== EXERCISE DIRECTIONS ==
Beginning at the first line of the data, print each line exactly, stopping after the line that contains "Cluster expansion strategy".
(DATASET RECORDS Opens)
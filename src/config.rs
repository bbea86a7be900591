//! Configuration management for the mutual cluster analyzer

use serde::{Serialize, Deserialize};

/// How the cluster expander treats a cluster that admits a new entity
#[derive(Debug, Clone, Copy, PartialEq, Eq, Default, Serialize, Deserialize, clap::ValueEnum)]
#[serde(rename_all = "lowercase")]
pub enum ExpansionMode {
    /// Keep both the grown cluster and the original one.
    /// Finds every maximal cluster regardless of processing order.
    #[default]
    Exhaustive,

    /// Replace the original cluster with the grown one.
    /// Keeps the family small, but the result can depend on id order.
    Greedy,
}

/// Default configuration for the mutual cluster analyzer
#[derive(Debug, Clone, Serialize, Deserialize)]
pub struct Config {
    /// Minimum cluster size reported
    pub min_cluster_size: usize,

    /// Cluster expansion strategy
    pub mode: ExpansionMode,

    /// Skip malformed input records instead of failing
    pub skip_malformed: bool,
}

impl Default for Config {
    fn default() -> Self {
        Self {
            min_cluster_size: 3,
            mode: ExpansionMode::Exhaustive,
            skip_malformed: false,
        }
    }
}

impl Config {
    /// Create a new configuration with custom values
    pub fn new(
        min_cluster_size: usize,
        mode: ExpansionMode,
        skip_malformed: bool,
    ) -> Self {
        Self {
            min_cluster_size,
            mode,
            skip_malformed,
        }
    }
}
(DATASET RECORDS Closes)
== EXPECTED ANSWER ==
filename src/config.rs
repository bbea86a7be900591
//! Configuration management for the mutual cluster analyzer

use serde::{Serialize, Deserialize};

/// How the cluster expander treats a cluster that admits a new entity
#[derive(Debug, Clone, Copy, PartialEq, Eq, Default, Serialize, Deserialize, clap::ValueEnum)]
#[serde(rename_all = "lowercase")]
pub enum ExpansionMode {
    /// Keep both the grown cluster and the original one.
    /// Finds every maximal cluster regardless of processing order.
    #[default]
    Exhaustive,

    /// Replace the original cluster with the grown one.
    /// Keeps the family small, but the result can depend on id order.
    Greedy,
}

/// Default configuration for the mutual cluster analyzer
#[derive(Debug, Clone, Serialize, Deserialize)]
pub struct Config {
    /// Minimum cluster size reported
    pub min_cluster_size: usize,

    /// Cluster expansion strategy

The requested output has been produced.